### WHAT THIS TASK INVOLVES
Print nothing except the lines of the listing below from the line with "let dir = tempfile::tempdir().unwrap();" to the line with "const NAME: &str", each exactly as written, both ends included.

[[ INPUT DATA open ]]

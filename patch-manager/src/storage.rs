//! Crash-safe file replacement: write a sibling temp file, fsync, rename.

use std::fs::{self, File};
use std::io::{self, Write};
use std::path::Path;

use tempfile::NamedTempFile;

pub(crate) fn write_atomic(path: &Path, bytes: &[u8]) -> io::Result<()> {
    let mut temp = temp_beside(path)?;
    temp.write_all(bytes)?;
    commit(temp, path)
}

pub(crate) fn copy_atomic(source: &Path, path: &Path) -> io::Result<()> {
    let mut temp = temp_beside(path)?;
    let mut input = File::open(source)?;
    io::copy(&mut input, temp.as_file_mut())?;
    commit(temp, path)
}

/// Remove `path`; returns false if it did not exist.
pub(crate) fn remove_if_exists(path: &Path) -> io::Result<bool> {
    match fs::remove_file(path) {
        Ok(()) => Ok(true),
        Err(err) if err.kind() == io::ErrorKind::NotFound => Ok(false),
        Err(err) => Err(err),
    }
}

fn temp_beside(path: &Path) -> io::Result<NamedTempFile> {
    let dir = path
        .parent()
        .filter(|dir| !dir.as_os_str().is_empty())
        .unwrap_or(Path::new("."));
    tempfile::Builder::new().prefix(".tmp.").tempfile_in(dir)
}

fn commit(temp: NamedTempFile, path: &Path) -> io::Result<()> {
    temp.as_file().sync_all()?;
    temp.persist(path).map_err(|err| err.error)?;
    Ok(())
}

#[cfg(test)]
mod tests {
    use super::*;

    #[test]
    fn replaces_existing_file_without_leftovers() {
        let dir = tempfile::tempdir().unwrap();
        let path = dir.path().join("p1.status");
        write_atomic(&path, b"first").unwrap();
        write_atomic(&path, b"second").unwrap();

        assert_eq!(fs::read(&path).unwrap(), b"second");
        assert_eq!(fs::read_dir(dir.path()).unwrap().count(), 1);
        assert!(remove_if_exists(&path).unwrap());
        assert!(!remove_if_exists(&path).unwrap());
    }
}
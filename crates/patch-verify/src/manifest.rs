//! JAR manifest syntax shared by `META-INF/MANIFEST.MF` and the `.SF`
//! signature files.
//!
//! Besides the parsed attributes, every section remembers the byte range it
//! occupied (terminating blank line included) because signature files carry
//! digests of those raw bytes.

use std::ops::Range;

use base64::Engine as _;
use base64::engine::general_purpose::STANDARD;
use indexmap::IndexMap;
use sha2::{Digest, Sha256, Sha384, Sha512};

use crate::error::PackageError;

pub const MANIFEST_NAME: &str = "META-INF/MANIFEST.MF";
pub const MAIN_CLASS: &str = "Main-Class";
pub const CLASS_PATH: &str = "Class-Path";
const NAME: &str = "Name";

/// Digest algorithms accepted in manifests and signature files.
#[derive(Clone, Copy, Debug, PartialEq, Eq)]
pub enum DigestAlgorithm {
    Sha256,
    Sha384,
    Sha512,
}

impl DigestAlgorithm {
    pub const ALL: [DigestAlgorithm; 3] = [Self::Sha256, Self::Sha384, Self::Sha512];

    pub fn name(self) -> &'static str {
        match self {
            Self::Sha256 => "SHA-256",
            Self::Sha384 => "SHA-384",
            Self::Sha512 => "SHA-512",
        }
    }

    pub fn from_name(name: &str) -> Option<Self> {
        Self::ALL
            .into_iter()
            .find(|alg| alg.name().eq_ignore_ascii_case(name))
    }

    pub fn digest(self, bytes: &[u8]) -> Vec<u8> {
        match self {
            Self::Sha256 => Sha256::digest(bytes).to_vec(),
            Self::Sha384 => Sha384::digest(bytes).to_vec(),
            Self::Sha512 => Sha512::digest(bytes).to_vec(),
        }
    }

    /// Base64 digest as written into manifest attributes.
    pub fn encoded_digest(self, bytes: &[u8]) -> String {
        STANDARD.encode(self.digest(bytes))
    }
}

/// One manifest section: ordered attributes plus its raw byte range.
#[derive(Clone, Debug, Default)]
pub struct Section {
    attributes: IndexMap<String, String>,
    raw: Range<usize>,
}

impl Section {
    /// Case-insensitive attribute lookup.
    pub fn get(&self, name: &str) -> Option<&str> {
        self.attributes
            .iter()
            .find(|(key, _)| key.eq_ignore_ascii_case(name))
            .map(|(_, value)| value.as_str())
    }

    pub fn attributes(&self) -> impl Iterator<Item = (&str, &str)> {
        self.attributes.iter().map(|(k, v)| (k.as_str(), v.as_str()))
    }

    /// Every `<ALG><suffix>` attribute in this section, e.g. suffix `-Digest`.
    ///
    /// Unknown algorithms are reported by name so callers can reject them.
    pub fn digests(&self, suffix: &str) -> Vec<(Result<DigestAlgorithm, String>, &str)> {
        self.attributes
            .iter()
            .filter_map(|(key, value)| {
                let split = key.len().checked_sub(suffix.len())?;
                let (alg, tail) = (key.get(..split)?, key.get(split..)?);
                if !tail.eq_ignore_ascii_case(suffix) || alg.is_empty() {
                    return None;
                }
                let alg = DigestAlgorithm::from_name(alg).ok_or_else(|| alg.to_string());
                Some((alg, value.as_str()))
            })
            .collect()
    }

    pub fn raw_range(&self) -> Range<usize> {
        self.raw.clone()
    }
}

/// Parsed manifest or signature file.
#[derive(Clone, Debug)]
pub struct Manifest {
    raw: Vec<u8>,
    main: Section,
    entries: IndexMap<String, Section>,
}

impl Manifest {
    pub fn parse(bytes: &[u8]) -> Result<Self, PackageError> {
        let mut sections: Vec<Section> = Vec::new();
        let mut current = Section::default();
        let mut last_key: Option<String> = None;
        let mut section_start = 0;
        let mut pos = 0;

        while pos < bytes.len() {
            let (line, next) = next_line(bytes, pos);
            if line.is_empty() {
                if !current.attributes.is_empty() || sections.is_empty() {
                    current.raw = section_start..next;
                    sections.push(std::mem::take(&mut current));
                }
                last_key = None;
                section_start = next;
                pos = next;
                continue;
            }

            let text = std::str::from_utf8(line)
                .map_err(|_| PackageError::format("manifest line is not valid UTF-8"))?;

            if let Some(continued) = text.strip_prefix(' ') {
                let Some(value) = last_key
                    .as_ref()
                    .and_then(|key| current.attributes.get_mut(key))
                else {
                    return Err(PackageError::format(
                        "manifest continuation line without a preceding attribute",
                    ));
                };
                value.push_str(continued);
            } else {
                let (key, value) = text.split_once(": ").ok_or_else(|| {
                    PackageError::format(format!("invalid manifest header `{text}`"))
                })?;
                if key.is_empty() {
                    return Err(PackageError::format("empty manifest attribute name"));
                }
                current.attributes.insert(key.to_string(), value.to_string());
                last_key = Some(key.to_string());
            }
            pos = next;
        }

        if !current.attributes.is_empty() || sections.is_empty() {
            current.raw = section_start..bytes.len();
            sections.push(current);
        }

        let mut iter = sections.into_iter();
        let main = iter.next().unwrap_or_default();
        let mut entries = IndexMap::new();
        for section in iter {
            let name = section
                .get(NAME)
                .ok_or_else(|| PackageError::format("manifest entry section lacks a `Name` header"))?
                .to_string();
            if entries.insert(name.clone(), section).is_some() {
                return Err(PackageError::format(format!(
                    "duplicate manifest section for `{name}`"
                )));
            }
        }

        Ok(Self {
            raw: bytes.to_vec(),
            main,
            entries,
        })
    }

    pub fn main(&self) -> &Section {
        &self.main
    }

    pub fn entry(&self, name: &str) -> Option<&Section> {
        self.entries.get(name)
    }

    pub fn entries(&self) -> impl Iterator<Item = (&str, &Section)> {
        self.entries.iter().map(|(k, v)| (k.as_str(), v))
    }

    pub fn raw(&self) -> &[u8] {
        &self.raw
    }

    /// Raw bytes of a section as they appear in the file.
    pub fn section_bytes(&self, section: &Section) -> &[u8] {
        self.raw.get(section.raw_range()).unwrap_or_default()
    }
}

/// Returns the line content (terminator excluded) and the offset after it.
fn next_line(bytes: &[u8], start: usize) -> (&[u8], usize) {
    let rest = &bytes[start..];
    match rest.iter().position(|b| *b == b'\n' || *b == b'\r') {
        Some(idx) => {
            let mut next = start + idx + 1;
            if rest[idx] == b'\r' && rest.get(idx + 1) == Some(&b'\n') {
                next += 1;
            }
            (&rest[..idx], next)
        }
        None => (rest, bytes.len()),
    }
}

#[cfg(test)]
mod tests {
    use super::*;

    const SAMPLE: &str = "Manifest-Version: 1.0\r\n\
Main-Class: com.example.Patch\r\n\
\r\n\
Name: patch.properties\r\n\
SHA-256-Digest: abc=\r\n\
\r\n\
Name: com/example/a-very-long-directory-name/that-keeps-going/Patch.cl\r\n ass\r\n\
SHA-256-Digest: def=\r\n\
\r\n";

    #[test]
    fn parses_sections_and_continuations() {
        let manifest = Manifest::parse(SAMPLE.as_bytes()).expect("manifest");
        assert_eq!(manifest.main().get("main-class"), Some("com.example.Patch"));
        assert_eq!(manifest.entries().count(), 2);

        let long = manifest
            .entry("com/example/a-very-long-directory-name/that-keeps-going/Patch.class")
            .expect("continued name");
        assert_eq!(long.get("SHA-256-Digest"), Some("def="));
    }

    #[test]
    fn section_bytes_include_the_terminating_blank_line() {
        let manifest = Manifest::parse(SAMPLE.as_bytes()).expect("manifest");
        let section = manifest.entry("patch.properties").expect("section");
        assert_eq!(
            manifest.section_bytes(section),
            b"Name: patch.properties\r\nSHA-256-Digest: abc=\r\n\r\n"
        );
        assert_eq!(
            manifest.section_bytes(manifest.main()),
            b"Manifest-Version: 1.0\r\nMain-Class: com.example.Patch\r\n\r\n"
        );
    }

    #[test]
    fn digest_attributes_are_classified_by_algorithm() {
        let manifest = Manifest::parse(
            b"Signature-Version: 1.0\nSHA-256-Digest-Manifest: x\nMD5-Digest-Manifest: y\n\n",
        )
        .expect("manifest");
        let digests = manifest.main().digests("-Digest-Manifest");
        assert_eq!(digests.len(), 2);
        assert_eq!(digests[0].0, Ok(DigestAlgorithm::Sha256));
        assert_eq!(digests[1].0, Err("MD5".to_string()));
        assert!(manifest.main().digests("-Digest-Manifest-Main-Attributes").is_empty());
    }

    #[test]
    fn rejects_malformed_headers() {
        assert!(Manifest::parse(b"Manifest-Version 1.0\n\n").is_err());
        assert!(Manifest::parse(b" dangling\n\n").is_err());
        assert!(Manifest::parse(b"A: 1\n\nSHA-256-Digest: x\n\n").is_err());
    }
}
use std::fs;
use std::path::Path;

use indexmap::IndexSet;
use tracing::debug;

use crate::certificate::Certificate;
use crate::error::PackageError;

const EMBEDDED_PEM: &[u8] = include_bytes!("../trust/embedded.pem");

/// Certificates whose exact DER encoding marks a signer as trusted.
#[derive(Clone, Debug, Default)]
pub struct TrustedCertificates {
    certificates: IndexSet<Certificate>,
}

impl TrustedCertificates {
    pub fn new() -> Self {
        Self::default()
    }

    /// The store compiled into this crate.
    pub fn embedded() -> Result<Self, PackageError> {
        let mut trusted = Self::new();
        trusted.add_pem(EMBEDDED_PEM)?;
        Ok(trusted)
    }

    /// Only the certificates in the PEM files at `paths`.
    pub fn from_pem_files<P: AsRef<Path>>(paths: &[P]) -> Result<Self, PackageError> {
        let mut trusted = Self::new();
        for path in paths {
            trusted.add_pem_file(path.as_ref())?;
        }
        Ok(trusted)
    }

    pub fn add(&mut self, certificate: Certificate) -> bool {
        self.certificates.insert(certificate)
    }

    /// Returns how many new certificates the bundle contributed.
    pub fn add_pem(&mut self, pem: &[u8]) -> Result<usize, PackageError> {
        let added = Certificate::from_pem_bundle(pem)?
            .into_iter()
            .filter(|cert| self.certificates.insert(cert.clone()))
            .count();
        Ok(added)
    }

    pub fn add_pem_file(&mut self, path: &Path) -> Result<usize, PackageError> {
        let pem = fs::read(path)?;
        let added = self.add_pem(&pem)?;
        debug!(path = %path.display(), added, "loaded trusted certificates");
        Ok(added)
    }

    pub fn contains(&self, certificate: &Certificate) -> bool {
        self.certificates.contains(certificate)
    }

    pub fn iter(&self) -> impl Iterator<Item = &Certificate> {
        self.certificates.iter()
    }

    pub fn len(&self) -> usize {
        self.certificates.len()
    }

    pub fn is_empty(&self) -> bool {
        self.certificates.is_empty()
    }
}

impl FromIterator<Certificate> for TrustedCertificates {
    fn from_iter<I: IntoIterator<Item = Certificate>>(iter: I) -> Self {
        Self {
            certificates: iter.into_iter().collect(),
        }
    }
}

impl Extend<Certificate> for TrustedCertificates {
    fn extend<I: IntoIterator<Item = Certificate>>(&mut self, iter: I) {
        self.certificates.extend(iter);
    }
}

#[cfg(test)]
mod tests {
    use super::*;

    #[test]
    fn embedded_store_parses() {
        let trusted = TrustedCertificates::embedded().expect("embedded store");
        assert!(trusted.iter().all(|cert| !cert.der().is_empty()));
    }

    #[test]
    fn comment_only_bundle_adds_nothing() {
        let mut trusted = TrustedCertificates::new();
        assert_eq!(trusted.add_pem(b"# nothing here\n").expect("bundle"), 0);
        assert!(trusted.is_empty());
    }
}
//! Per-entry signature checks over a JAR-style signed archive.
//!
//! Trust chain for one entry: its content digest must match the manifest
//! section for it, the manifest (or that section) must match the digests in a
//! signer's `.SF` file, and the `.SF` bytes must verify against the PKCS#7
//! block of the same alias. The certificates found in the verifying blocks
//! become the package's signer chains.

use indexmap::{IndexMap, IndexSet};
use openssl::pkcs7::{Pkcs7, Pkcs7Flags};
use openssl::stack::Stack;
use openssl::x509::X509;
use openssl::x509::store::X509StoreBuilder;
use tracing::{debug, warn};

use crate::archive::{ArchiveContents, SignerFiles, is_signature_related};
use crate::certificate::{Certificate, CertificateChain};
use crate::error::PackageError;
use crate::manifest::{DigestAlgorithm, MANIFEST_NAME, Manifest, Section};

/// Outcome of a successful signature scan.
#[derive(Clone, Debug)]
pub struct SignedContents {
    pub manifest: Manifest,
    /// Distinct signer chains across all entries, leaf first.
    pub chains: Vec<CertificateChain>,
}

/// Check that every non-metadata entry is signed by at least one valid signer.
pub fn scan(contents: &ArchiveContents) -> Result<SignedContents, PackageError> {
    let manifest_bytes = contents
        .get(MANIFEST_NAME)
        .ok_or_else(|| PackageError::format("archive has no manifest"))?;
    let manifest = Manifest::parse(manifest_bytes)?;

    let mut chains: IndexSet<CertificateChain> = IndexSet::new();
    let mut covered: IndexMap<String, Vec<usize>> = IndexMap::new();

    for signer in contents.signers() {
        let signer_chains = verify_block(&signer, contents)?;
        let entries = signed_entries(&signer, contents, &manifest)?;
        debug!(
            alias = signer.alias,
            entries = entries.len(),
            signers = signer_chains.len(),
            "verified signature file"
        );
        for chain in signer_chains {
            let (index, _) = chains.insert_full(chain);
            for entry in &entries {
                let signers = covered.entry(entry.clone()).or_default();
                if !signers.contains(&index) {
                    signers.push(index);
                }
            }
        }
    }

    for (name, bytes) in contents.iter() {
        if is_signature_related(name) {
            continue;
        }
        check_entry_digest(&manifest, name, bytes)?;
        if covered.get(name).is_none_or(Vec::is_empty) {
            warn!(entry = name, "archive entry is not signed");
            return Err(PackageError::signature(format!("entry `{name}` is not signed")));
        }
    }

    Ok(SignedContents {
        manifest,
        chains: chains.into_iter().collect(),
    })
}

/// Verify the PKCS#7 block over the `.SF` bytes and return one chain per signer.
fn verify_block(
    signer: &SignerFiles<'_>,
    contents: &ArchiveContents,
) -> Result<Vec<CertificateChain>, PackageError> {
    let Some((block_name, block)) = signer.block else {
        return Err(PackageError::signature(format!(
            "signature file `{}` has no signature block",
            signer.signature_file
        )));
    };
    let signature_file = contents
        .get(signer.signature_file)
        .ok_or_else(|| PackageError::format(format!("missing `{}`", signer.signature_file)))?;

    let pkcs7 = Pkcs7::from_der(block).map_err(|err| {
        PackageError::openssl(&format!("cannot parse signature block `{block_name}`"), err)
    })?;
    let extra = Stack::<X509>::new()
        .map_err(|err| PackageError::openssl("cannot allocate certificate stack", err))?;
    let store = X509StoreBuilder::new()
        .map_err(|err| PackageError::openssl("cannot allocate certificate store", err))?
        .build();

    // No chain validation here; trust is decided by exact certificate identity.
    pkcs7
        .verify(
            &extra,
            &store,
            Some(signature_file),
            None,
            Pkcs7Flags::NOVERIFY | Pkcs7Flags::BINARY,
        )
        .map_err(|err| {
            PackageError::openssl(
                &format!(
                    "signature block `{block_name}` does not verify `{}`",
                    signer.signature_file
                ),
                err,
            )
        })?;

    let pool = pkcs7
        .signed()
        .and_then(|signed| signed.certificates())
        .map(|stack| {
            stack
                .iter()
                .map(|cert| Certificate::from_x509(cert.to_owned()))
                .collect::<Result<Vec<_>, _>>()
        })
        .transpose()?
        .unwrap_or_default();

    let leaves = pkcs7
        .signers(&extra, Pkcs7Flags::empty())
        .map_err(|err| PackageError::openssl("cannot resolve signer certificates", err))?;
    let chains = leaves
        .iter()
        .map(|leaf| Certificate::from_x509(leaf.to_owned()).map(|c| CertificateChain::build(c, &pool)))
        .collect::<Result<Vec<_>, _>>()?;

    if chains.is_empty() {
        return Err(PackageError::signature(format!(
            "signature block `{block_name}` carries no signer certificate"
        )));
    }
    Ok(chains)
}

/// Entries the `.SF` file vouches for, after checking its manifest digests.
fn signed_entries(
    signer: &SignerFiles<'_>,
    contents: &ArchiveContents,
    manifest: &Manifest,
) -> Result<Vec<String>, PackageError> {
    let sf_name = signer.signature_file;
    let sf_bytes = contents
        .get(sf_name)
        .ok_or_else(|| PackageError::format(format!("missing `{sf_name}`")))?;
    let sf = Manifest::parse(sf_bytes)?;

    let whole = sf.main().digests("-Digest-Manifest");
    if whole.is_empty() {
        return Err(PackageError::signature(format!(
            "`{sf_name}` does not sign the manifest"
        )));
    }
    let whole_manifest_ok = all_match(&whole, manifest.raw(), sf_name)?;

    if !whole_manifest_ok {
        debug!(
            signature_file = sf_name,
            "manifest digest differs, checking individual sections"
        );
        let main_attrs = sf.main().digests("-Digest-Manifest-Main-Attributes");
        if !main_attrs.is_empty()
            && !all_match(&main_attrs, manifest.section_bytes(manifest.main()), sf_name)?
        {
            return Err(PackageError::signature(format!(
                "manifest main attributes were modified after `{sf_name}` was signed"
            )));
        }
    }

    let mut entries = Vec::new();
    for (name, section) in sf.entries() {
        let digests = section.digests("-Digest");
        if digests.is_empty() {
            debug!(signature_file = sf_name, entry = name, "section carries no digest");
            continue;
        }
        let manifest_section = manifest.entry(name).ok_or_else(|| {
            PackageError::signature(format!(
                "`{sf_name}` signs `{name}` which has no manifest section"
            ))
        })?;
        if !whole_manifest_ok
            && !all_match(&digests, manifest.section_bytes(manifest_section), sf_name)?
        {
            return Err(PackageError::signature(format!(
                "manifest section for `{name}` was modified after `{sf_name}` was signed"
            )));
        }
        entries.push(name.to_string());
    }
    Ok(entries)
}

fn check_entry_digest(manifest: &Manifest, name: &str, bytes: &[u8]) -> Result<(), PackageError> {
    let section: &Section = manifest.entry(name).ok_or_else(|| {
        PackageError::signature(format!("entry `{name}` is not listed in the manifest"))
    })?;
    let digests = section.digests("-Digest");
    if digests.is_empty() {
        return Err(PackageError::signature(format!(
            "entry `{name}` has no digest in the manifest"
        )));
    }
    if !all_match(&digests, bytes, MANIFEST_NAME)? {
        return Err(PackageError::signature(format!(
            "digest mismatch for entry `{name}`"
        )));
    }
    Ok(())
}

/// True when every recognised digest matches; unknown algorithms are errors.
fn all_match(
    digests: &[(Result<DigestAlgorithm, String>, &str)],
    bytes: &[u8],
    origin: &str,
) -> Result<bool, PackageError> {
    let mut matched = false;
    for (alg, expected) in digests {
        let alg = alg.as_ref().map_err(|name| {
            PackageError::signature(format!("unsupported digest algorithm `{name}` in `{origin}`"))
        })?;
        if alg.encoded_digest(bytes) != *expected {
            return Ok(false);
        }
        matched = true;
    }
    Ok(matched)
}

[[ INPUT DATA closed ]]

### PROBLEM SOLUTION
        let dir = tempfile::tempdir().unwrap();
        let path = dir.path().join("p1.status");
        write_atomic(&path, b"first").unwrap();
        write_atomic(&path, b"second").unwrap();

        assert_eq!(fs::read(&path).unwrap(), b"second");
        assert_eq!(fs::read_dir(dir.path()).unwrap().count(), 1);
        assert!(remove_if_exists(&path).unwrap());
        assert!(!remove_if_exists(&path).unwrap());
    }
}
filename crates/patch-verify/src/manifest.rs
//! JAR manifest syntax shared by `META-INF/MANIFEST.MF` and the `.SF`
//! signature files.
//!
//! Besides the parsed attributes, every section remembers the byte range it
//! occupied (terminating blank line included) because signature files carry
//! digests of those raw bytes.

use std::ops::Range;

use base64::Engine as _;
use base64::engine::general_purpose::STANDARD;
use indexmap::IndexMap;
use sha2::{Digest, Sha256, Sha384, Sha512};

use crate::error::PackageError;

pub const MANIFEST_NAME: &str = "META-INF/MANIFEST.MF";
pub const MAIN_CLASS: &str = "Main-Class";
pub const CLASS_PATH: &str = "Class-Path";
const NAME: &str = "Name";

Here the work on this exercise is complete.